Exercise aim ▸
Search the material below for lines containing the string "that", and copy every one you find.

Given information ▸
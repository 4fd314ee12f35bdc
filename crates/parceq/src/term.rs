//! Terms and the allocator that issues them.

use std::fmt;

/// Identifier of a term, unique within one [`TermAllocator`].
pub type TermId = u32;

/// An atomic unit of match, typically one word of the query.
///
/// Terms are immutable. Two terms are equal when their id, value and field all match.
#[derive(Debug, Clone, PartialEq, Eq, Hash)]
pub struct Term {
    /// Allocator-assigned identifier.
    id: TermId,
    /// The text to match.
    value: String,
    /// Optional field restriction.
    field: Option<String>,
}

impl Term {
    /// Creates a term. Query parsing goes through [`TermAllocator`] instead, which keeps ids
    /// unique.
    pub fn new(id: TermId, value: impl Into<String>) -> Self {
        Self {
            id,
            value: value.into(),
            field: None,
        }
    }

    /// Returns a copy of this term restricted to `field`.
    ///
    /// The query grammar has no field syntax; this exists for consumers that qualify terms
    /// after parsing.
    pub fn with_field(&self, field: impl Into<String>) -> Self {
        Self {
            field: Some(field.into()),
            ..self.clone()
        }
    }

    /// Returns the term id.
    pub fn id(&self) -> TermId {
        self.id
    }

    /// Returns the term text.
    pub fn value(&self) -> &str {
        &self.value
    }

    /// Returns the field restriction, if any.
    pub fn field(&self) -> Option<&str> {
        self.field.as_deref()
    }
}

impl fmt::Display for Term {
    fn fmt(&self, f: &mut fmt::Formatter<'_>) -> fmt::Result {
        if let Some(field) = &self.field {
            write!(f, "{field}:")?;
        }
        write!(f, "{}#{}", self.value, self.id)
    }
}

/// Issues terms with sequential ids.
///
/// One allocator covers a whole parse plus any shingling applied to the result, so that every
/// term in the final expression has a distinct id.
#[derive(Debug, Default)]
pub struct TermAllocator {
    /// Id of the next term to issue.
    counter: TermId,
}

impl TermAllocator {
    /// Creates an allocator starting at id 0.
    pub fn new() -> Self {
        Self::default()
    }

    /// Allocates a term for a word taken directly from the query text.
    pub fn create_root_term(&mut self, value: impl Into<String>) -> Term {
        let id = self.next_id();
        Term::new(id, value)
    }

    /// Allocates a term built from other terms, such as a shingle.
    ///
    /// The source terms are not recorded on the new term; the parameter documents the
    /// derivation at the call site.
    pub fn create_derived_term(&mut self, value: impl Into<String>, sources: &[Term]) -> Term {
        let id = self.next_id();
        log::trace!("derived term #{id} from {} source terms", sources.len());
        Term::new(id, value)
    }

    /// Returns how many terms have been allocated so far.
    pub fn allocated(&self) -> TermId {
        self.counter
    }

    /// Claims the next id.
    fn next_id(&mut self) -> TermId {
        let id = self.counter;
        self.counter += 1;
        id
    }
}
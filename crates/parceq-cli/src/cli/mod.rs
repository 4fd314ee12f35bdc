//! CLI support for the `parceq` binary.

pub mod args;
pub mod commands;
pub mod context;
pub mod logging;
pub mod output;

pub use context::CommandContext;
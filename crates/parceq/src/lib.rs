//! Search query parsing into normalized boolean expressions.
//!
//! This crate turns free-form query text into a boolean expression tree over terms, for a
//! retrieval engine to evaluate:
//!
//! - **Words**: `rust async` - adjacent words form one boosted term run
//! - **Phrases**: `"error handling"` - quoted text is a single term
//! - **Required**: `+rust` - the term must match
//! - **Excluded**: `-deprecated` - the term must not match
//! - **Infix**: `rust OR golang`, `a && b` - explicit conjunction and disjunction
//! - **Escapes**: `\-1`, `\(x\)` - operators taken literally
//!
//! Every term is issued by a [`TermAllocator`] and carries a unique id. A parsed query can be
//! expanded with shingles (n-grams of adjacent terms) via [`ParsedQuery::shingle`].
//!
//! # Example
//!
//! ```
//! use parceq::{Operator, parse_query_str};
//!
//! let query = parse_query_str("foo bar +baz").unwrap();
//! assert_eq!(query.expression().operator(), Operator::And);
//! assert_eq!(query.expression().to_string(), "AND([baz#2], BOOST([foo#0 bar#1]))");
//! ```

#![warn(missing_docs)]

mod error;
mod expression;
mod lexer;
mod parser;
mod query;
mod reader;
mod shingle;
mod term;

pub use error::{Construct, ParseError, QueryError, ReadError};
pub use expression::{Expression, Operator};
pub use lexer::{Lexer, Token, TokenKind, TokenStream, token_stream, tokenize};
pub use parser::parse;
pub use query::{ParsedQuery, parse_query, parse_query_str};
pub use reader::Utf8Chars;
pub use shingle::shingle;
pub use term::{Term, TermAllocator, TermId};
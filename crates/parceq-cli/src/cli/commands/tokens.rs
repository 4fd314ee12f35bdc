//! Implementation of `parceq tokens`.

use std::process::ExitCode;

use parceq::tokenize;

use super::shared::query_text_or_failure;
use crate::cli::{
    args::TokensCommand,
    output::{token_table, tokens_json},
};

/// Prints the tokens of a query.
pub fn run(cmd: &TokensCommand) -> ExitCode {
    let Some(text) = query_text_or_failure(cmd.query.as_deref()) else {
        return ExitCode::FAILURE;
    };
    let tokens = tokenize(&text);
    log::debug!("lexed {} tokens", tokens.len());

    if cmd.json {
        match tokens_json(&tokens) {
            Ok(json) => println!("{json}"),
            Err(e) => {
                eprintln!("error: failed to serialize tokens: {e}");
                return ExitCode::FAILURE;
            }
        }
    } else if tokens.is_empty() {
        println!("(no tokens)");
    } else {
        println!("{}", token_table(&tokens));
    }
    ExitCode::SUCCESS
}
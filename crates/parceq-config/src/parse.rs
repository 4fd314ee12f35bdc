//! Configuration file parsing.
//!
//! Parses individual `.parceq.toml` files into intermediate `RawConfig` structures
//! that preserve the optional nature of all fields before merging.

use std::{fs, path::Path};

use serde::Deserialize;
#[cfg(test)]
use toml::de::Error as TomlError;

use crate::{ConfigError, OutputFormat};

/// Raw configuration as parsed directly from a TOML file.
///
/// All fields are optional to support partial configs that will be merged. Unknown keys are
/// rejected so that typos surface as errors.
#[derive(Debug, Clone, Default, Deserialize)]
#[serde(default, deny_unknown_fields)]
pub struct RawConfig {
    /// When true, stop discovery here - ignore parent and global configs.
    pub root: Option<bool>,
    /// Shingle expansion section.
    pub shingle: Option<RawShingleSettings>,
    /// Output section.
    pub output: Option<RawOutputSettings>,
}

/// Raw `[shingle]` settings.
#[derive(Debug, Clone, Default, Deserialize)]
#[serde(default, deny_unknown_fields)]
pub struct RawShingleSettings {
    /// Largest shingle order to generate.
    pub max_order: Option<usize>,
    /// String placed between the terms of a shingle.
    pub separator: Option<String>,
}

/// Raw `[output]` settings.
#[derive(Debug, Clone, Default, Deserialize)]
#[serde(default, deny_unknown_fields)]
pub struct RawOutputSettings {
    /// How parsed expressions are rendered.
    pub format: Option<OutputFormat>,
}

/// Parses a configuration file from disk.
///
/// Returns a `RawConfig` with all fields as optionals, ready for merging.
pub fn parse_config_file(path: &Path) -> Result<RawConfig, ConfigError> {
    let contents = fs::read_to_string(path).map_err(|source| ConfigError::ReadFile {
        path: path.to_path_buf(),
        source,
    })?;

    parse_config_str(&contents, path)
}

/// Parses configuration from a TOML string.
///
/// The `path` parameter is used for error reporting.
pub fn parse_config_str(contents: &str, path: &Path) -> Result<RawConfig, ConfigError> {
    toml::from_str(contents).map_err(|source| ConfigError::ParseToml {
        path: path.to_path_buf(),
        source,
    })
}

/// Parses configuration from a TOML string without path context (tests only).
#[cfg(test)]
pub fn parse_config(contents: &str) -> Result<RawConfig, TomlError> {
    toml::from_str(contents)
}

/// Checks if a config file has `root = true` set.
///
/// Returns false if the file cannot be read or parsed; the error surfaces later when the
/// file is loaded for real.
pub fn is_root_config(path: &Path) -> bool {
    let Ok(contents) = fs::read_to_string(path) else {
        return false;
    };
    let Ok(config) = toml::from_str::<RawConfig>(&contents) else {
        return false;
    };
    config.root == Some(true)
}
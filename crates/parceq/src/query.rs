//! End-to-end query parsing.

use std::io::Read;

use crate::{
    error::{ParseError, QueryError},
    expression::Expression,
    lexer::{token_stream, tokenize},
    parser::parse,
    shingle::shingle,
    term::TermAllocator,
};

/// A parsed query together with the allocator that issued its terms.
///
/// Keeping the allocator lets later transforms such as [`ParsedQuery::shingle`] add terms
/// without reusing ids.
#[derive(Debug)]
pub struct ParsedQuery {
    /// Allocator shared by parsing and later transforms.
    allocator: TermAllocator,
    /// The normalized expression.
    expression: Expression,
}

impl ParsedQuery {
    /// Returns the parsed expression.
    pub fn expression(&self) -> &Expression {
        &self.expression
    }

    /// Returns the term allocator.
    pub fn allocator(&self) -> &TermAllocator {
        &self.allocator
    }

    /// Splits the query into its allocator and expression.
    pub fn into_parts(self) -> (TermAllocator, Expression) {
        (self.allocator, self.expression)
    }

    /// Replaces every term run with the OR of the run and its shingles up to `max_order`.
    ///
    /// New shingle terms are allocated from this query's allocator, in reading order.
    pub fn shingle(mut self, max_order: usize, separator: &str) -> Self {
        let allocator = &mut self.allocator;
        let expression = self
            .expression
            .flat_map_terms(|terms| shingle(terms, max_order, separator, allocator));
        log::debug!(
            "shingled query to order {max_order}: {} terms allocated",
            allocator.allocated()
        );
        Self {
            allocator: self.allocator,
            expression,
        }
    }
}

/// Reads and parses a query from a byte stream.
///
/// The whole stream is tokenized before parsing starts; a read failure aborts with
/// [`QueryError::Read`] and no partial result.
pub fn parse_query<R: Read>(reader: R) -> Result<ParsedQuery, QueryError> {
    let tokens = token_stream(reader).collect::<Result<Vec<_>, _>>()?;
    let mut allocator = TermAllocator::new();
    let expression = parse(tokens, &mut allocator)?;
    Ok(ParsedQuery {
        allocator,
        expression,
    })
}

/// Parses a query string.
pub fn parse_query_str(input: &str) -> Result<ParsedQuery, ParseError> {
    let mut allocator = TermAllocator::new();
    let expression = parse(tokenize(input), &mut allocator)?;
    Ok(ParsedQuery {
        allocator,
        expression,
    })
}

Output of the task ▸
//! Terms and the allocator that issues them.
    /// The query grammar has no field syntax; this exists for consumers that qualify terms
/// One allocator covers a whole parse plus any shingling applied to the result, so that every
//! that preserve the optional nature of all fields before merging.
/// All fields are optional to support partial configs that will be merged. Unknown keys are
/// rejected so that typos surface as errors.
/// A parsed query together with the allocator that issued its terms.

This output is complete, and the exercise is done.